> [Data records]:
━━━━
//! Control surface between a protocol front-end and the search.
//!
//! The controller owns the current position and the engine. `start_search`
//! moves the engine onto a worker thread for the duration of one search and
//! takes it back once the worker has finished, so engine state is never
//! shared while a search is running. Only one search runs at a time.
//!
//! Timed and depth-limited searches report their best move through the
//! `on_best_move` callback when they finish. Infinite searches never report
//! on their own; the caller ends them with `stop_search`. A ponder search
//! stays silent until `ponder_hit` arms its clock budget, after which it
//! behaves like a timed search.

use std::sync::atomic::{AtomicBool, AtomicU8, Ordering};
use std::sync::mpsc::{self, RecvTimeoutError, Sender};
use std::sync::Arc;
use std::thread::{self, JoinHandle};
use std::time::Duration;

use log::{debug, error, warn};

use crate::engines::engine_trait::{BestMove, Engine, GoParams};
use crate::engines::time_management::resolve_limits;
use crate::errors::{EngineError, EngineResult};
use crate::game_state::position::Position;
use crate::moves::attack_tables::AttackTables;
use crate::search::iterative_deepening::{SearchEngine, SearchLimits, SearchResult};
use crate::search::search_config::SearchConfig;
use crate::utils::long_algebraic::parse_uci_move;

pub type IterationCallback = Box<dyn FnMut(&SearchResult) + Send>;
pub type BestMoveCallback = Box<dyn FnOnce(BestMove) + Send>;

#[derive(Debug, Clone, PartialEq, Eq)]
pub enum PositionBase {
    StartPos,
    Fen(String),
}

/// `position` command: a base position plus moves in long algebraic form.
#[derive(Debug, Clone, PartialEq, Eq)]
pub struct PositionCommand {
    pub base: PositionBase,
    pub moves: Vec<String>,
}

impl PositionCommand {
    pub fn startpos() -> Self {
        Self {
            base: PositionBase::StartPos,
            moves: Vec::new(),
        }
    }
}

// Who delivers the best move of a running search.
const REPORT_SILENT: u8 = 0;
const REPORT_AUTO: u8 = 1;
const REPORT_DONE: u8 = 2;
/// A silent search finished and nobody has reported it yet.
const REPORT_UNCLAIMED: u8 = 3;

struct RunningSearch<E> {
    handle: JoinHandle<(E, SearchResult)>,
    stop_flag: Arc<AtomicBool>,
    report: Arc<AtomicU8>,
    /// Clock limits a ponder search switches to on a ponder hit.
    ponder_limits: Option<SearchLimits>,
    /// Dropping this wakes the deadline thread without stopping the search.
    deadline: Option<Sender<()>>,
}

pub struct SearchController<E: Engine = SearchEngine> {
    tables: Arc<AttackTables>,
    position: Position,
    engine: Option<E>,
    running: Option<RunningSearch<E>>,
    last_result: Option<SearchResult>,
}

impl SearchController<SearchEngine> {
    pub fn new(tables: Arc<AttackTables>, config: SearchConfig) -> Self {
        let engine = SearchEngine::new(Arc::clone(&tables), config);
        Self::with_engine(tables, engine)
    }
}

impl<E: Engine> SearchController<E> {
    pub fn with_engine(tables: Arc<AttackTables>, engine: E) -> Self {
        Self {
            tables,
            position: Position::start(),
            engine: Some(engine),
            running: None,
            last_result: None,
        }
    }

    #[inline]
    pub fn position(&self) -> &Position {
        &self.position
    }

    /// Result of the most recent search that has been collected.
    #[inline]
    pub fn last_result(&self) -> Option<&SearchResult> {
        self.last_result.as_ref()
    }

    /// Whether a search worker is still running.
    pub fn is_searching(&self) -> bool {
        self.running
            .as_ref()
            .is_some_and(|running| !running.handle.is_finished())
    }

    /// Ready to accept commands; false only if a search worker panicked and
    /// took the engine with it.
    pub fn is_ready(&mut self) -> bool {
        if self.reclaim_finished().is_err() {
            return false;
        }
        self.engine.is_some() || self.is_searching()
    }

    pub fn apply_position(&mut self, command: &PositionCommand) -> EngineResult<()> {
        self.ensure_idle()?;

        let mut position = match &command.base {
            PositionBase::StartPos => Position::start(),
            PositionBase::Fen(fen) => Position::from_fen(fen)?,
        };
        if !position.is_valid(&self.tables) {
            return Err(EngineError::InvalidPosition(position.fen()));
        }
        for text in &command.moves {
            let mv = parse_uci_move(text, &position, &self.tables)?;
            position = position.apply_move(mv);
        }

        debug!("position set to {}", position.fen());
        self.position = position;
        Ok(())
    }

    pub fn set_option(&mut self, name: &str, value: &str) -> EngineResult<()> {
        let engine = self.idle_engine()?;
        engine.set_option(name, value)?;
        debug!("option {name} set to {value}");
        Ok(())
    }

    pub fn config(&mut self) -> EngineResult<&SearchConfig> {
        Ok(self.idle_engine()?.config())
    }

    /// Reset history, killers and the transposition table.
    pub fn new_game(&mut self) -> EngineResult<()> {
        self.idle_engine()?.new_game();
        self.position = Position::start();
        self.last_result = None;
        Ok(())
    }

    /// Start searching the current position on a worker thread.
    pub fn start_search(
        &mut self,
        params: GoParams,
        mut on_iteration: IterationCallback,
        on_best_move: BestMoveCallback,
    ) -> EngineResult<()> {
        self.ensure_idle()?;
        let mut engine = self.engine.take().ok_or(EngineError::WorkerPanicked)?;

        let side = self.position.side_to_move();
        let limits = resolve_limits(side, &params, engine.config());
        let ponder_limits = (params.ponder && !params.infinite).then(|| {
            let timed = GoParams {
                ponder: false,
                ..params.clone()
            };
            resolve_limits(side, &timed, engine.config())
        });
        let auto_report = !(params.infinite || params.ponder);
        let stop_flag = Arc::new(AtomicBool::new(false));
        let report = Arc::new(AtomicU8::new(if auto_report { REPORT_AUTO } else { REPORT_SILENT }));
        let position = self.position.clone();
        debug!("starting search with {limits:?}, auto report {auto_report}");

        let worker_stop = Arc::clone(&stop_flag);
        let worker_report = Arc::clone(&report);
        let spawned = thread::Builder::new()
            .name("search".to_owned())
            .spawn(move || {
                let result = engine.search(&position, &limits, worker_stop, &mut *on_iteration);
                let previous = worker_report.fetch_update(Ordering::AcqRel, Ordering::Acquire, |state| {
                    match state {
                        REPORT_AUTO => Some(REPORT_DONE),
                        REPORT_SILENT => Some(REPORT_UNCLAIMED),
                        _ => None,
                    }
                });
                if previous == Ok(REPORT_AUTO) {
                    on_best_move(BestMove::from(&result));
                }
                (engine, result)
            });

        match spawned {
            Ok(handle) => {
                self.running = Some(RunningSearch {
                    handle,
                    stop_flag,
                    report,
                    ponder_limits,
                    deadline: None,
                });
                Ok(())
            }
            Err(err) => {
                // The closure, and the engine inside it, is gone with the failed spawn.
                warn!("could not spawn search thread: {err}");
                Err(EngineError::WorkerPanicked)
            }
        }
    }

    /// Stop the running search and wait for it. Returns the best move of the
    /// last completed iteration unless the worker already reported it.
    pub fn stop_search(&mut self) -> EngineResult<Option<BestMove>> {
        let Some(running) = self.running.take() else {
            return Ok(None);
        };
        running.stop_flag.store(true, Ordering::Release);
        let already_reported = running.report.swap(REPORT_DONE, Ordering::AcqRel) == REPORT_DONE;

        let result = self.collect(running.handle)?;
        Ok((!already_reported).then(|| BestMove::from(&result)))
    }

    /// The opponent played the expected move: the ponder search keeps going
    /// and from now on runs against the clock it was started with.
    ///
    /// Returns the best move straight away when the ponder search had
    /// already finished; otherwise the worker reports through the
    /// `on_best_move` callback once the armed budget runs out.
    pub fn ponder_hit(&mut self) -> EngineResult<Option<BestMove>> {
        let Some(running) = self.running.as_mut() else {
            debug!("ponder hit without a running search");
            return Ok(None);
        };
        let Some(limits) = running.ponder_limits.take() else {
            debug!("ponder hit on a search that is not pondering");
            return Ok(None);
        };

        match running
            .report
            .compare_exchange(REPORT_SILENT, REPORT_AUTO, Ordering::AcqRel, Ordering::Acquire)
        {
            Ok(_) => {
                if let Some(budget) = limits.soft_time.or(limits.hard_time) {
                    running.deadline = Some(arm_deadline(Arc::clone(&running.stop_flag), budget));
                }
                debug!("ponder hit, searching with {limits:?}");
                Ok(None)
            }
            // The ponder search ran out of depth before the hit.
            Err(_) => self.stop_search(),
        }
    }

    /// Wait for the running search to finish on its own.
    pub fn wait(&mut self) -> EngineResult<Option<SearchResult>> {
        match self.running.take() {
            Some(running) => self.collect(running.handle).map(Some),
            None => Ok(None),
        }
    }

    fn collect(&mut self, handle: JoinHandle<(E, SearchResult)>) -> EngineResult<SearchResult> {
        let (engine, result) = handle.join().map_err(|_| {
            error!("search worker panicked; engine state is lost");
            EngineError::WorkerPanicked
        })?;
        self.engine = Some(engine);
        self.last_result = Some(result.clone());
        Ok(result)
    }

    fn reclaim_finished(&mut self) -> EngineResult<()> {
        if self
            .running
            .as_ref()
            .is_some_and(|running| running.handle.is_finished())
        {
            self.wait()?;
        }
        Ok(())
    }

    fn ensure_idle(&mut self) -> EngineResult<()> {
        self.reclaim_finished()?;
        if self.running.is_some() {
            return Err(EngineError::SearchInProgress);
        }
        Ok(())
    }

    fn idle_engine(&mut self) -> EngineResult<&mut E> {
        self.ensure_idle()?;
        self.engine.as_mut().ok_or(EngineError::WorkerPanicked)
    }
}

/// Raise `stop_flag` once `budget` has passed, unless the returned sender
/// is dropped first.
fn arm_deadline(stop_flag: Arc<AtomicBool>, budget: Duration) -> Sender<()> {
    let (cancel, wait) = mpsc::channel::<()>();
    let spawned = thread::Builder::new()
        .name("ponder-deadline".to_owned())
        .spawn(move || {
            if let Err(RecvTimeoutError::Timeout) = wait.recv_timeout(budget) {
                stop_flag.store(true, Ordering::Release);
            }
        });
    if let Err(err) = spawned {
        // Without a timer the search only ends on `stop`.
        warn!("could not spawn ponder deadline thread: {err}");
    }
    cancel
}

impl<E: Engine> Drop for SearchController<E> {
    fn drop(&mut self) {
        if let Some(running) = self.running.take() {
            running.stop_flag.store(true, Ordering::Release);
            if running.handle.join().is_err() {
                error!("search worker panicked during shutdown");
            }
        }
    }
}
━━━━
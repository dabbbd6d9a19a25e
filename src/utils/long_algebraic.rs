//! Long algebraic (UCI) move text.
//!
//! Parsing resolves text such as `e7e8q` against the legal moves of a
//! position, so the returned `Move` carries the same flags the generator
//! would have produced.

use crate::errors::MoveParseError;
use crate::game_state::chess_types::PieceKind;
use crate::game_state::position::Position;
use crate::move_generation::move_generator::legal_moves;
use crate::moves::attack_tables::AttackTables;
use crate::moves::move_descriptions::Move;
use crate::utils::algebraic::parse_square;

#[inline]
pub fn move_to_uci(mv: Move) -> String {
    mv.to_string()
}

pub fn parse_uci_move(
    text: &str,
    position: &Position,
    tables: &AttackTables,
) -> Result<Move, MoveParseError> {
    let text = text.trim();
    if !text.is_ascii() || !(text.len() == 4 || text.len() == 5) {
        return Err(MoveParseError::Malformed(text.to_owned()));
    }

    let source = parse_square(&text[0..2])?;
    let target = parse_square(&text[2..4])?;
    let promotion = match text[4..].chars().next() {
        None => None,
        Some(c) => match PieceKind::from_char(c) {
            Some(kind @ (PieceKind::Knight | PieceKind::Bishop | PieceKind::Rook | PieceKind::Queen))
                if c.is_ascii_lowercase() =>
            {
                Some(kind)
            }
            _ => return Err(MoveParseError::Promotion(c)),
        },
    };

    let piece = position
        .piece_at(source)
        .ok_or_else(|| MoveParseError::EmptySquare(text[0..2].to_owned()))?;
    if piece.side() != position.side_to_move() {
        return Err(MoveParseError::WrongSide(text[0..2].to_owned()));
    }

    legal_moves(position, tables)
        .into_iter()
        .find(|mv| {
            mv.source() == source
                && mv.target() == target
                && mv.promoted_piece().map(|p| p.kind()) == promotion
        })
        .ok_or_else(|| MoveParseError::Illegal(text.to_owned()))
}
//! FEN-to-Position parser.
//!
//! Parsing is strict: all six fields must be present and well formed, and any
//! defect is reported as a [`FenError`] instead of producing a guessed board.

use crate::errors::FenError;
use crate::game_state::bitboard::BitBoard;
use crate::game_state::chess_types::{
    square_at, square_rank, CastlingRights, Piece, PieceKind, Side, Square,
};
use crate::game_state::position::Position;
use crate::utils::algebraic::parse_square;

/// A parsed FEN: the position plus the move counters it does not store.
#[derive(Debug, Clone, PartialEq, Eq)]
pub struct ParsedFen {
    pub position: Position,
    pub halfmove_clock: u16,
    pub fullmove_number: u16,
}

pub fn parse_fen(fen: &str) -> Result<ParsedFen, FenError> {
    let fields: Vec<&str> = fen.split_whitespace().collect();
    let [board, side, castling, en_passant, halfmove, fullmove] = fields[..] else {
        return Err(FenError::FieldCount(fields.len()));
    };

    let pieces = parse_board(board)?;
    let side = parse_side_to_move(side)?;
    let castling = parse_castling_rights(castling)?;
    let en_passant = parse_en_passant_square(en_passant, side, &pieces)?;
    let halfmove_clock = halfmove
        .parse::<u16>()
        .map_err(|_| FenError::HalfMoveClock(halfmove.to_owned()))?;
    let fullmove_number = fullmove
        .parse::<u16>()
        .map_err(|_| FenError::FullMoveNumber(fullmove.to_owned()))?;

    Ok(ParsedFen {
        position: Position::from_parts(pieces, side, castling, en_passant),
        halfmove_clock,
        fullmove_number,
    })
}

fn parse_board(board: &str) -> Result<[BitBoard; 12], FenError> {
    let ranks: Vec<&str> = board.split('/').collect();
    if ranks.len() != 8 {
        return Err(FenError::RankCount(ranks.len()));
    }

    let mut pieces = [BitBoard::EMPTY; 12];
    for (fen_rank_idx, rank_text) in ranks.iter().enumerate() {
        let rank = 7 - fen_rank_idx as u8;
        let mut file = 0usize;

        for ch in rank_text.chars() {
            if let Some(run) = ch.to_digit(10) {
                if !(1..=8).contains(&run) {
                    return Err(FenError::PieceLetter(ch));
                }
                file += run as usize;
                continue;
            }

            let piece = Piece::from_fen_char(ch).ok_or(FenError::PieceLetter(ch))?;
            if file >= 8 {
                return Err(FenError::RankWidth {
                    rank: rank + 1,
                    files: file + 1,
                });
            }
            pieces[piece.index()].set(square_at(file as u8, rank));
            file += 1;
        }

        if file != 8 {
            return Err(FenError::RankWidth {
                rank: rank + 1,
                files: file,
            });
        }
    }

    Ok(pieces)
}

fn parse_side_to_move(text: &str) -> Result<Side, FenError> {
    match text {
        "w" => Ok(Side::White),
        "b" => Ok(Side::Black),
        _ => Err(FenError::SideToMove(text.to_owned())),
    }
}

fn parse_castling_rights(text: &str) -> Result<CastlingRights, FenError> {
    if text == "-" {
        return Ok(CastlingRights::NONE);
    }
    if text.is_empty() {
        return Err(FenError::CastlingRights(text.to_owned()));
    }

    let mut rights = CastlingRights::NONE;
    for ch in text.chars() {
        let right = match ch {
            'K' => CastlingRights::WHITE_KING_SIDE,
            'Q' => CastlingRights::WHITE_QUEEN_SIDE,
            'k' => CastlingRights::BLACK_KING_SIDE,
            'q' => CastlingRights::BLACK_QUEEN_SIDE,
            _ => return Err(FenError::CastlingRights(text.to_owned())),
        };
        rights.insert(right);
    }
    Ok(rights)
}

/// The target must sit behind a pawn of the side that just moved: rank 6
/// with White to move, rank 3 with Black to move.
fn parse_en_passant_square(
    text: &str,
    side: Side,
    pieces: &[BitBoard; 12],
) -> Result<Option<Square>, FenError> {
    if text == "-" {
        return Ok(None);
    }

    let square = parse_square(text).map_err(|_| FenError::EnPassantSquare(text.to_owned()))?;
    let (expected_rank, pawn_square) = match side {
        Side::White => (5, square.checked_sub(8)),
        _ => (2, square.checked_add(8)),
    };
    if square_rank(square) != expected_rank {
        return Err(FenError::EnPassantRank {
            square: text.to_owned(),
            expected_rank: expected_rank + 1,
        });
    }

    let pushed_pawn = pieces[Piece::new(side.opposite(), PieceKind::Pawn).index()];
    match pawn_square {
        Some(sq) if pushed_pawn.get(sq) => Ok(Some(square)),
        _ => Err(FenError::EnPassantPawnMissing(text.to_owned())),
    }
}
━━━━
> [INSTRUCTIONS TO FOLLOW]:
Please find the lines in the data that contain the word "match" and copy them.

> [RESPONSE BELOW]:
        let mut position = match &command.base {
                    match state {
        match spawned {
        match running
        match self.running.take() {
    let promotion = match text[4..].chars().next() {
        Some(c) => match PieceKind::from_char(c) {
    match text {
        let right = match ch {
    let (expected_rank, pawn_square) = match side {
    match pawn_square {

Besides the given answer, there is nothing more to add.